The following is an outline of communications technology in Morocco.

Telecoms industry
While the Moroccan telecoms market remains under-saturated, its three mobile operators –– both at home and abroad –– have experienced robust growth in recent years. Meditel, which received a mobile licence in 2000, is the kingdom's first private operator, holding 36.69% of the market. While the company performed strongly last year, registering a 17% growth in client base (to 7.4m) over the first three quarters of 2008, it began to falter as consumer spending slowed, resulting in a 1% annual increase in turnover for Q2 2009. Meditel's focus on lower-income markets impacted their average revenue per user, which fell by 16%, but the resulting expansion of the customer base helped drive up the country's mobile penetration rate from 65.7% in 2007 to 74% in 2008. Meditel's biggest competitor is Maroc Telecom, holding 60.71% of the market. A former state monopoly now controlled by French entertainment giant Vivendi, Maroc Telecom is one of the region's fastest-growing multinational telecoms operators, actively pursuing expansion across northwest Africa, including Gabon, Mauritania and Burkina Faso. MT has announced plans to create a fibre-optic network connecting the Moroccan cities Laâyoune and Dakhla to Nouadhibou, which would ultimately be extended to other North African countries.

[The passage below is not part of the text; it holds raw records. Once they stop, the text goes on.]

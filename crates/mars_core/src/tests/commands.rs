use super::*;

fn rejected(events: &[EventEnvelope]) -> Vec<String> {
    events
        .iter()
        .filter_map(|e| match &e.event {
            Event::CommandRejected { reason, .. } => Some(reason.clone()),
            _ => None,
        })
        .collect()
}

#[test]
fn set_job_changes_the_job() {
    let content = test_content();
    let mut state = test_state(&content);
    let cmd = command(
        &state,
        Command::SetJob {
            agent_id: agent(3),
            job: Job::Technician,
        },
    );
    let events = tick_once(&mut state, &[cmd], &content, 10.0);
    assert_eq!(state.agents[&agent(3)].job, Job::Technician);
    assert!(events.iter().any(|e| matches!(
        e.event,
        Event::JobChanged {
            job: Job::Technician,
            ..
        }
    )));
}

#[test]
fn robots_have_no_job_to_change() {
    let content = test_content();
    let mut state = test_state(&content);
    let bot = test_fixtures::robot(&mut state, "agent_9000");
    let cmd = command(
        &state,
        Command::SetJob {
            agent_id: bot.clone(),
            job: Job::Pilot,
        },
    );
    let events = tick_once(&mut state, &[cmd], &content, 10.0);
    assert_eq!(state.agents[&bot].job, Job::Unassigned);
    assert_eq!(rejected(&events).len(), 1);
}

#[test]
fn reassign_role_records_the_new_role() {
    let content = test_content();
    let mut state = test_state(&content);
    let cmd = command(
        &state,
        Command::ReassignRole {
            agent_id: agent(1),
            role: Role::Crew,
        },
    );
    tick_once(&mut state, &[cmd], &content, 10.0);
    assert_eq!(state.agents[&agent(1)].role, Role::Crew);
}

#[test]
fn rename_trims_and_refuses_blank_names() {
    let content = test_content();
    let mut state = test_state(&content);
    let building = BuildingId("building_0001".to_string());

    let blank = command(
        &state,
        Command::RenameBuilding {
            building_id: building.clone(),
            name: "   ".to_string(),
        },
    );
    let events = tick_once(&mut state, &[blank], &content, 10.0);
    assert_eq!(rejected(&events).len(), 1);
    assert_eq!(state.buildings[&building].name, "Habitat One");

    let renamed = command(
        &state,
        Command::RenameBuilding {
            building_id: building.clone(),
            name: "  Dome  ".to_string(),
        },
    );
    tick_once(&mut state, &[renamed], &content, 10.0);
    assert_eq!(state.buildings[&building].name, "Dome");
}

#[test]
fn commands_wait_for_their_pulse() {
    let content = test_content();
    let mut state = test_state(&content);
    let mut cmd = command(
        &state,
        Command::SetJob {
            agent_id: agent(2),
            job: Job::Pilot,
        },
    );
    cmd.execute_at_pulse = 2;

    tick_once(&mut state, std::slice::from_ref(&cmd), &content, 10.0);
    assert_eq!(state.agents[&agent(2)].job, Job::Areologist);
    tick_once(&mut state, std::slice::from_ref(&cmd), &content, 10.0);
    assert_eq!(state.agents[&agent(2)].job, Job::Areologist);
    tick_once(&mut state, std::slice::from_ref(&cmd), &content, 10.0);
    assert_eq!(state.agents[&agent(2)].job, Job::Pilot);
}

#[test]
fn unknown_targets_are_rejected_not_fatal() {
    let content = test_content();
    let mut state = test_state(&content);
    let commands = [
        command(
            &state,
            Command::AbortMission {
                mission_id: MissionId("mission_0042".to_string()),
            },
        ),
        command(
            &state,
            Command::StartMission {
                kind: MissionKind::Exploration,
                initiator: AgentId("agent_0404".to_string()),
            },
        ),
        command(
            &state,
            Command::RenameBuilding {
                building_id: BuildingId("building_0404".to_string()),
                name: "Nowhere".to_string(),
            },
        ),
    ];
    let events = tick_once(&mut state, &commands, &content, 10.0);
    assert_eq!(rejected(&events).len(), 3);
    assert!(state.missions.is_empty());
    assert_eq!(state.meta.pulse, 1);
}

#[test]
fn start_and_abort_by_command() {
    let content = test_content();
    let mut state = test_state(&content);
    let cmd = command(
        &state,
        Command::StartMission {
            kind: MissionKind::Exploration,
            initiator: agent(1),
        },
    );
    let events = tick_once(&mut state, &[cmd], &content, 10.0);
    let started: Vec<MissionId> = events
        .iter()
        .filter_map(|e| match &e.event {
            Event::MissionStarted { mission_id, .. } => Some(mission_id.clone()),
            _ => None,
        })
        .collect();
    assert_eq!(started.len(), 1);
    let id = started[0].clone();

    let abort = command(
        &state,
        Command::AbortMission {
            mission_id: id.clone(),
        },
    );
    let events = tick_once(&mut state, &[abort], &content, 10.0);
    assert!(state.missions[&id].is_done());
    assert!(events.iter().any(|e| matches!(
        &e.event,
        Event::MissionEnded { mission_id, completed: false, .. } if *mission_id == id
    )));
}

#[test]
fn refused_mission_is_reported_and_recorded() {
    let content = test_content();
    let mut state = test_state(&content);
    state.vehicles.get_mut(&rover()).unwrap().maintenance = Some(Holder::Agent(agent(3)));
    let cmd = command(
        &state,
        Command::StartMission {
            kind: MissionKind::Exploration,
            initiator: agent(1),
        },
    );
    let events = tick_once(&mut state, &[cmd], &content, 10.0);
    assert_eq!(rejected(&events).len(), 1);
    assert_eq!(state.missions.len(), 1);
    assert!(state.missions.values().all(MissionState::is_done));
}
use std::path::{Path, PathBuf};

use anyhow::{Context, Result};
use clap::{Parser, Subcommand};
use mars_control::{ColonyDirector, CommandSource};
use mars_core::{Event, EventEnvelope, EventLevel, GameContent, GameState, MasterClock};
use mars_world::{
    create_run_dir, generate_run_id, load_content, load_world, new_colony, validate_world,
    write_run_info, RunInfo,
};
use rand::SeedableRng;
use rand_chacha::ChaCha8Rng;
use tracing_subscriber::EnvFilter;

// ---------------------------------------------------------------------------
// CLI definition
// ---------------------------------------------------------------------------

#[derive(Parser)]
#[command(name = "mars_cli", about = "Mars colony simulation CLI")]
struct Cli {
    #[command(subcommand)]
    command: Commands,
}

#[derive(Subcommand)]
enum Commands {
    /// Run the colony for a fixed number of pulses.
    Run(RunArgs),
}

#[derive(clap::Args, Debug)]
struct RunArgs {
    #[arg(long)]
    pulses: u64,
    /// Generate the colony with this seed. Mutually exclusive with --state.
    #[arg(long, conflicts_with = "state_file")]
    seed: Option<u64>,
    /// Resume from a saved GameState JSON file. Mutually exclusive with --seed.
    #[arg(long = "state", conflicts_with = "seed")]
    state_file: Option<String>,
    #[arg(long, default_value = "./content")]
    content_dir: String,
    #[arg(long, default_value_t = 100)]
    print_every: u64,
    #[arg(long, default_value = "normal", value_parser = ["normal", "debug"])]
    event_level: String,
    /// Sample metrics every N pulses.
    #[arg(long, default_value_t = 60)]
    metrics_every: u64,
    /// Disable metrics collection to the runs/ directory.
    #[arg(long)]
    no_metrics: bool,
    /// Disable the colony director. Nothing will start missions or assign jobs.
    #[arg(long)]
    no_director: bool,
    /// Write the final GameState to this file.
    #[arg(long)]
    save_state: Option<PathBuf>,
}

impl RunArgs {
    fn event_level(&self) -> EventLevel {
        if self.event_level == "debug" {
            EventLevel::Debug
        } else {
            EventLevel::Normal
        }
    }
}

// ---------------------------------------------------------------------------
// Run loop
// ---------------------------------------------------------------------------

fn load_or_generate(args: &RunArgs, content: &GameContent) -> Result<(GameState, ChaCha8Rng)> {
    if let Some(path) = &args.state_file {
        let json = std::fs::read_to_string(path)
            .with_context(|| format!("reading state file: {path}"))?;
        let loaded: GameState =
            serde_json::from_str(&json).with_context(|| format!("parsing state file: {path}"))?;
        // Offset by the pulse so a resumed run does not replay the original draws.
        let rng = ChaCha8Rng::seed_from_u64(loaded.meta.seed ^ loaded.meta.pulse);
        return Ok((loaded, rng));
    }
    let world = load_world(&args.content_dir)?;
    validate_world(&world, content);
    let seed = args.seed.unwrap_or_else(rand::random);
    Ok(new_colony(content, &world, seed))
}

fn open_metrics(
    args: &RunArgs,
    state: &GameState,
    content: &GameContent,
) -> Result<Option<mars_core::MetricsFileWriter>> {
    if args.no_metrics {
        return Ok(None);
    }
    let run_id = generate_run_id(state.meta.seed);
    let run_dir = create_run_dir(Path::new("runs"), &run_id)?;
    let info = RunInfo {
        run_id,
        seed: state.meta.seed,
        content_version: content.content_version.clone(),
        runner: "mars_cli".to_string(),
        metrics_every: args.metrics_every,
        args: serde_json::json!({
            "pulses": args.pulses,
            "print_every": args.print_every,
            "director": !args.no_director,
        }),
    };
    write_run_info(&run_dir, &info)?;
    let writer = mars_core::MetricsFileWriter::new(run_dir.clone())
        .with_context(|| format!("opening metrics CSV in {}", run_dir.display()))?;
    println!("Run directory: {}", run_dir.display());
    Ok(Some(writer))
}

fn run(args: &RunArgs) -> Result<()> {
    let content = load_content(&args.content_dir)?;
    let (mut state, mut rng) = load_or_generate(args, &content)?;
    let mut metrics_writer = open_metrics(args, &state, &content)?;
    let mut clock = MasterClock::new(
        state.meta.time,
        content.constants.time_ratio,
        content.constants.max_pulse_millisols,
    )?;
    let mut director = ColonyDirector::new();
    let mut next_command_id = state.counters.next_command_id;
    let event_level = args.event_level();
    let print_every = args.print_every.max(1);
    let metrics_every = args.metrics_every.max(1);

    println!(
        "Starting colony: pulses={} seed={} settlements={} colonists={} content_version={}",
        args.pulses,
        state.meta.seed,
        state.settlements.len(),
        state.agents.values().filter(|a| a.is_person()).count(),
        content.content_version,
    );
    println!("{}", "-".repeat(80));

    for _ in 0..args.pulses {
        let commands = if args.no_director {
            Vec::new()
        } else {
            director.generate_commands(&state, &content, &mut next_command_id)
        };
        let Some(pulse) = clock.pulse_fixed(content.constants.pulse_millisols) else {
            tracing::warn!(time = %clock.time(), "clock produced no pulse; stopping");
            break;
        };
        let events = mars_core::tick(
            &mut state,
            &commands,
            &content,
            &mut rng,
            event_level,
            &pulse,
        );
        print_notable(&state, &events);

        if state.meta.pulse % print_every == 0 {
            print_status(&state);
        }
        if let Some(writer) = metrics_writer.as_mut() {
            if state.meta.pulse % metrics_every == 0 {
                let snapshot = mars_core::compute_metrics(&state, &content);
                writer.write_row(&snapshot).context("writing metrics row")?;
            }
        }
    }
    state.counters.next_command_id = next_command_id;

    println!("{}", "-".repeat(80));
    println!("Done. Final state at pulse {}:", state.meta.pulse);
    print_status(&state);

    if let Some(writer) = metrics_writer.as_mut() {
        writer.flush().context("final metrics flush")?;
        println!("Metrics written to runs/ directory.");
    }
    if let Some(path) = &args.save_state {
        let json = serde_json::to_string_pretty(&state).context("serializing state")?;
        std::fs::write(path, json).with_context(|| format!("writing {}", path.display()))?;
        println!("State saved to {}", path.display());
    }
    Ok(())
}

fn print_notable(state: &GameState, events: &[EventEnvelope]) {
    let now = state.meta.time;
    for envelope in events {
        match &envelope.event {
            Event::MissionStarted {
                mission_id,
                kind,
                members,
                vehicle,
            } => println!(
                "*** {now} MISSION {mission_id} STARTED: {kind:?} with {} crew in {vehicle} ***",
                members.len()
            ),
            Event::MissionEnded {
                mission_id,
                completed,
                ..
            } => {
                let outcome = if *completed { "COMPLETED" } else { "FAILED" };
                println!("*** {now} MISSION {mission_id} {outcome} ***");
            }
            Event::AgentDied { agent_id, cause } => {
                println!("*** {now} {agent_id} DIED: {cause} ***");
            }
            Event::MalfunctionOccurred {
                entity,
                malfunction,
                ..
            } => println!("*** {now} MALFUNCTION on {entity}: {malfunction} ***"),
            Event::CommandRejected { command_id, reason } => {
                tracing::warn!(%command_id, reason, "command rejected");
            }
            _ => {}
        }
    }
}

fn print_status(state: &GameState) {
    let alive = state
        .agents
        .values()
        .filter(|a| a.is_person() && a.alive)
        .count();
    let active = state.missions.values().filter(|m| !m.is_done()).count();
    let explored = state
        .exploration_sites
        .iter()
        .filter(|s| s.explored)
        .count();
    println!(
        "[pulse={pulse:05}  sol={sol}  millisol={millisol:07.3}]  \
         alive={alive:3}  missions_active={active}  explored={explored}/{sites}",
        pulse = state.meta.pulse,
        sol = state.meta.time.sol(),
        millisol = state.meta.time.millisol(),
        sites = state.exploration_sites.len(),
    );
}

// ---------------------------------------------------------------------------
// Entry point
// ---------------------------------------------------------------------------

fn main() -> Result<()> {
    tracing_subscriber::fmt()
        .with_env_filter(
            EnvFilter::try_from_default_env().unwrap_or_else(|_| EnvFilter::new("info")),
        )
        .init();

    let cli = Cli::parse();
    match cli.command {
        Commands::Run(args) => run(&args),
    }
}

Meditel and MT operated a duopoly until 2008, when the state regulator Agence Nationale de Réglementation des Télécommunications waved in Wana, owned by Morocco's Omnium Nord Africain. Though holding a tiny share (2.6%) of the voice market, this new player has captured a majority of the 3G market (69.11%). Total subscribers for this new technology increased 527% in 2008. Earlier this year, Wana sold a 31% stake for €228m to the partnership of two Kuwaiti companies, mobile operator Zain and Al Ajial Investment Fund Holding, to help finance the roll out of its 15-year 2G GSM network at the end of 2009. In August 2019, the government signed a MAD 10 billion investment deal with Maroc Telecom to improve telecom infrastructure in the country.

Telephone system
main lines in use: 3.28 million (2007) : estimation
mobile cellular: 47.25 million [135% of the total population] (2015) : estimation
source:

Domestic telephone system
Morocco has a constantly failing system composed of open-wire lines, cables, and microwave radio relay links. The internet is available but slow, and overpriced in comparison to Europe and the United States. The principal switching centers are Casablanca and Rabat. An improved rural service employs microwave radio relay.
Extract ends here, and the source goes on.